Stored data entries
-------------------------

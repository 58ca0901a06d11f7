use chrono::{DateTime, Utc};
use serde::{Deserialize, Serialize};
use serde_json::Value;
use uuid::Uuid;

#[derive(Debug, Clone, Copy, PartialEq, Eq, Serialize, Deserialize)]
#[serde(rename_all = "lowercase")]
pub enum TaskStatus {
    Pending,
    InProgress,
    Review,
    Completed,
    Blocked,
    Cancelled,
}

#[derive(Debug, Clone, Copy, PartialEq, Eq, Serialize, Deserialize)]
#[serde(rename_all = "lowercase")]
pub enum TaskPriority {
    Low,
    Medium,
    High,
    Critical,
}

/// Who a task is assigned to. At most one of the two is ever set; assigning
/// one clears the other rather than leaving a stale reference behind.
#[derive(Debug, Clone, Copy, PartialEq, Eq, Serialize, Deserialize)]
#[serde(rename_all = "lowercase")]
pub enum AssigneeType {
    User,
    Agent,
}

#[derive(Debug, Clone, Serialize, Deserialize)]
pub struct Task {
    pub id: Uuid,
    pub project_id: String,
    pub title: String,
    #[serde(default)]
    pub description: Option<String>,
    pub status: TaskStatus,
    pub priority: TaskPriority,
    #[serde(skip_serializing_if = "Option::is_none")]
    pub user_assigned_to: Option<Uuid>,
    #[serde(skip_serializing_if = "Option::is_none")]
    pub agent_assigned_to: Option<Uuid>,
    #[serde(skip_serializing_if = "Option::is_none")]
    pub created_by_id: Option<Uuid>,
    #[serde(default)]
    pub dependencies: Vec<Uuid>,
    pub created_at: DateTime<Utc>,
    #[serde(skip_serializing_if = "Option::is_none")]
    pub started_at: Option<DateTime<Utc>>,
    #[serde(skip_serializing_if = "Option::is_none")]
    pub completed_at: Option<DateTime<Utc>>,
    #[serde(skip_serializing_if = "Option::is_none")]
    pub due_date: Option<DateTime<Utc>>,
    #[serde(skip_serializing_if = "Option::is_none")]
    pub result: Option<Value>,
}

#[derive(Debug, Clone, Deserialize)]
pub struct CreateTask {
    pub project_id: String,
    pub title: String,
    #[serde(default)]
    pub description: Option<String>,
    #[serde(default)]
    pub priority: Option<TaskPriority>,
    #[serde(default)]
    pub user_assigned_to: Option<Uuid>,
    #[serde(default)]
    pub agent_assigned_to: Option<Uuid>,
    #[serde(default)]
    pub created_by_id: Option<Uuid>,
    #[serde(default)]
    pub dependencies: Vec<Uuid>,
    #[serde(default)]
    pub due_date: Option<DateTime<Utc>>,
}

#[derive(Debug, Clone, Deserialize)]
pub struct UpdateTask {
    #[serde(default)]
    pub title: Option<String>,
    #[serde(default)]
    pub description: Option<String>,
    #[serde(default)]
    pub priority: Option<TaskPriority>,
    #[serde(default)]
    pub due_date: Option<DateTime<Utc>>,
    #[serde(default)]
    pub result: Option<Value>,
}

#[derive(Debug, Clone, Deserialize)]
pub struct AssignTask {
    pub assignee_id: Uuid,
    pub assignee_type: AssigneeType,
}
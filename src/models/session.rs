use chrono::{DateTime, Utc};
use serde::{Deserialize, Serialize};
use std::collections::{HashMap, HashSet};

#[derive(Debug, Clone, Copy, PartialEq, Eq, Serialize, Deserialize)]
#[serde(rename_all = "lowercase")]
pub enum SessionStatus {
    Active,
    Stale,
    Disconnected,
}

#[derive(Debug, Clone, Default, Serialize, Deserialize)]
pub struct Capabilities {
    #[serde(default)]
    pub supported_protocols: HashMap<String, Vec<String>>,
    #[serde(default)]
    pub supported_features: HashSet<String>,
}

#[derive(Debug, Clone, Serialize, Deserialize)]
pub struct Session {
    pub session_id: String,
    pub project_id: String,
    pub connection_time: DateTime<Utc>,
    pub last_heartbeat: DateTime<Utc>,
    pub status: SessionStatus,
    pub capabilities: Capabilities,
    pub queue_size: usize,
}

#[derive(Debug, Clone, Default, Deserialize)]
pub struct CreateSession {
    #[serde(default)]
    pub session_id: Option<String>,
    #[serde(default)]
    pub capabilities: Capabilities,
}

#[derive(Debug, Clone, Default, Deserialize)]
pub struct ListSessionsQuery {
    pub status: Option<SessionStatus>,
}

-------------------------

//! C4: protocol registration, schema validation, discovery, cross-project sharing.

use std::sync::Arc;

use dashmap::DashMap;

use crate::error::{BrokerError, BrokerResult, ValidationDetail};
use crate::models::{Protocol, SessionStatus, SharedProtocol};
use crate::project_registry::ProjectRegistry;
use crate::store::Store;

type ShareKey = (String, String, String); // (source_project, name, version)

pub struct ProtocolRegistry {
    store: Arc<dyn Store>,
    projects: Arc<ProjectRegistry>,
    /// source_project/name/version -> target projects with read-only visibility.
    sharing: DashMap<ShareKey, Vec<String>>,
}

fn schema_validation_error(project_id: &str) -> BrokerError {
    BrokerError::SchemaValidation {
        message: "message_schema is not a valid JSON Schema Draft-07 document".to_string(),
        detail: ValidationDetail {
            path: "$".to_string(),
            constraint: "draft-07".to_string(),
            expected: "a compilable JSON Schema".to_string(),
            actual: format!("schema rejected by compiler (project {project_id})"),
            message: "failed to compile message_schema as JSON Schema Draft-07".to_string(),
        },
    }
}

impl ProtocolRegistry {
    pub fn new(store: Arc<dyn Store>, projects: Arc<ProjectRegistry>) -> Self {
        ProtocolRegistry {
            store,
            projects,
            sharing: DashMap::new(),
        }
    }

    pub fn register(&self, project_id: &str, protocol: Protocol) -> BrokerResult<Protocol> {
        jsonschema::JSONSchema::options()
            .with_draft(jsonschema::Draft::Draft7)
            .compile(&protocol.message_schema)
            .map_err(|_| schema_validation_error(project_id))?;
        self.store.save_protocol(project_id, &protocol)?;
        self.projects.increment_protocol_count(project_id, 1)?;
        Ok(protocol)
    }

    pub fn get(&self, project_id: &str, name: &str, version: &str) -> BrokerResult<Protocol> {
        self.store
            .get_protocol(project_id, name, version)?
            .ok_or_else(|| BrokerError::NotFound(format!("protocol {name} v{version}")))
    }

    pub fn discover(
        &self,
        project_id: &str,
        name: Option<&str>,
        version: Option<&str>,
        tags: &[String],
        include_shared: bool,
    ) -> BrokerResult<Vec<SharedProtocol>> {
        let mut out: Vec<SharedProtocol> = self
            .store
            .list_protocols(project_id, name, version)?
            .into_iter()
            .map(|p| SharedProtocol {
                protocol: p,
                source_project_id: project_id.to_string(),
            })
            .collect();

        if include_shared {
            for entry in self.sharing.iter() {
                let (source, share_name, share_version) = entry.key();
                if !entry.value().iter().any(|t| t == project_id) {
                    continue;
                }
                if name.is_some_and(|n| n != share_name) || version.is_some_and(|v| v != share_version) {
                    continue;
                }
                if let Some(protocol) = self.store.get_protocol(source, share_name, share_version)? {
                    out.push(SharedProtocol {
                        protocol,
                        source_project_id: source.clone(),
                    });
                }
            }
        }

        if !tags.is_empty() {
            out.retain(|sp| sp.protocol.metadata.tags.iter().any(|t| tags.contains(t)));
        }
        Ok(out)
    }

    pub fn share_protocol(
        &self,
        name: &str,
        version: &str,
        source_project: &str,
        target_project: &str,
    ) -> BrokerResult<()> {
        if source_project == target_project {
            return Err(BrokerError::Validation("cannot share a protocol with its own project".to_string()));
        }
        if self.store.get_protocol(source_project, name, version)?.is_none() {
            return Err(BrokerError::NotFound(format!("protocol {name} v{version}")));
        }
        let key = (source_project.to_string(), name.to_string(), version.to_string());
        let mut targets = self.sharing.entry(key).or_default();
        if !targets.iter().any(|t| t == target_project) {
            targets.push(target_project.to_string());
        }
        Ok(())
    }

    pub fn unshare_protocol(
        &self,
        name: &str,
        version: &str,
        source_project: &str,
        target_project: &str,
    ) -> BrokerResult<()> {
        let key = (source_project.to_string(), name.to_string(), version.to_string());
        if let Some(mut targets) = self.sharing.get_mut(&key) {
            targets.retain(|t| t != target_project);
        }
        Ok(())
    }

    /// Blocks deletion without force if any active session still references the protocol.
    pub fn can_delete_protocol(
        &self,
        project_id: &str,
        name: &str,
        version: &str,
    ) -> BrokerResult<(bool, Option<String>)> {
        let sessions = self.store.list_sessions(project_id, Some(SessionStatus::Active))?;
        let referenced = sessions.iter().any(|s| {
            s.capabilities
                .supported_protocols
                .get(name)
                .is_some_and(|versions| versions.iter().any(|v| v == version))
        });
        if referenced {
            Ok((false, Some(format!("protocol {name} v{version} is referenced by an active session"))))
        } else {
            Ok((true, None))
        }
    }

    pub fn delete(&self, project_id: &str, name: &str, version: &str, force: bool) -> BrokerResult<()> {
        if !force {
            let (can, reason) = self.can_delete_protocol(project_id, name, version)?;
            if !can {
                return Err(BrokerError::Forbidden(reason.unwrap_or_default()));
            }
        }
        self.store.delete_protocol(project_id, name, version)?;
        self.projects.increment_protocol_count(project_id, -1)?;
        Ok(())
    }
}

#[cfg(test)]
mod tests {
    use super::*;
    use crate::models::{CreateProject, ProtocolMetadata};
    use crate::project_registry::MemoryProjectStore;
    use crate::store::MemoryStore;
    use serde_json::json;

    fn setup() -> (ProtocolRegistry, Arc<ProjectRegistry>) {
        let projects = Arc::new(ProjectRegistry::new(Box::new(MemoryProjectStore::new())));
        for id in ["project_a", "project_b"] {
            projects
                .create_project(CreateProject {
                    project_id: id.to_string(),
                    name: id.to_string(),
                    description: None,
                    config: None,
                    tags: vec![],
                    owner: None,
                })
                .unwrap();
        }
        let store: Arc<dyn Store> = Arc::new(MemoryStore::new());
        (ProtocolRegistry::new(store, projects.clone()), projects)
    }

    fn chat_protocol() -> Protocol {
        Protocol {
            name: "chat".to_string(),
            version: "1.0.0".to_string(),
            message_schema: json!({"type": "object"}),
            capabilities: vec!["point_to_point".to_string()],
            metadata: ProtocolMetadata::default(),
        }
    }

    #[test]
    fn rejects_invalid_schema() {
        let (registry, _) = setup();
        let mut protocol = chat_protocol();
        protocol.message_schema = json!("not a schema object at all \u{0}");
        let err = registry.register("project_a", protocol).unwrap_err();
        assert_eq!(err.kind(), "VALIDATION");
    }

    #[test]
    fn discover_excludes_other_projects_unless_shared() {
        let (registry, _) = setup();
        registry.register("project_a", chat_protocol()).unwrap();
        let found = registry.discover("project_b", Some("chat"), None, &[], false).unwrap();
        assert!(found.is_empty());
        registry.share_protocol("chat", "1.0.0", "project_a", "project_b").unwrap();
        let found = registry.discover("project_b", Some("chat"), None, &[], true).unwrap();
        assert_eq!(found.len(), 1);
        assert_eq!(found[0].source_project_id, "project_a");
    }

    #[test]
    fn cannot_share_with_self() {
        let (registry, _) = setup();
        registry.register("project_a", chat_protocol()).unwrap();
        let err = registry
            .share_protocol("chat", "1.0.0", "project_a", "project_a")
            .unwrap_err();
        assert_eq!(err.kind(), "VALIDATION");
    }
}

-------------------------

§ Work instruction
The answer must consist of every line above that holds the string "jsonschema", copied exactly.

§ Solved problem
        jsonschema::JSONSchema::options()
            .with_draft(jsonschema::Draft::Draft7)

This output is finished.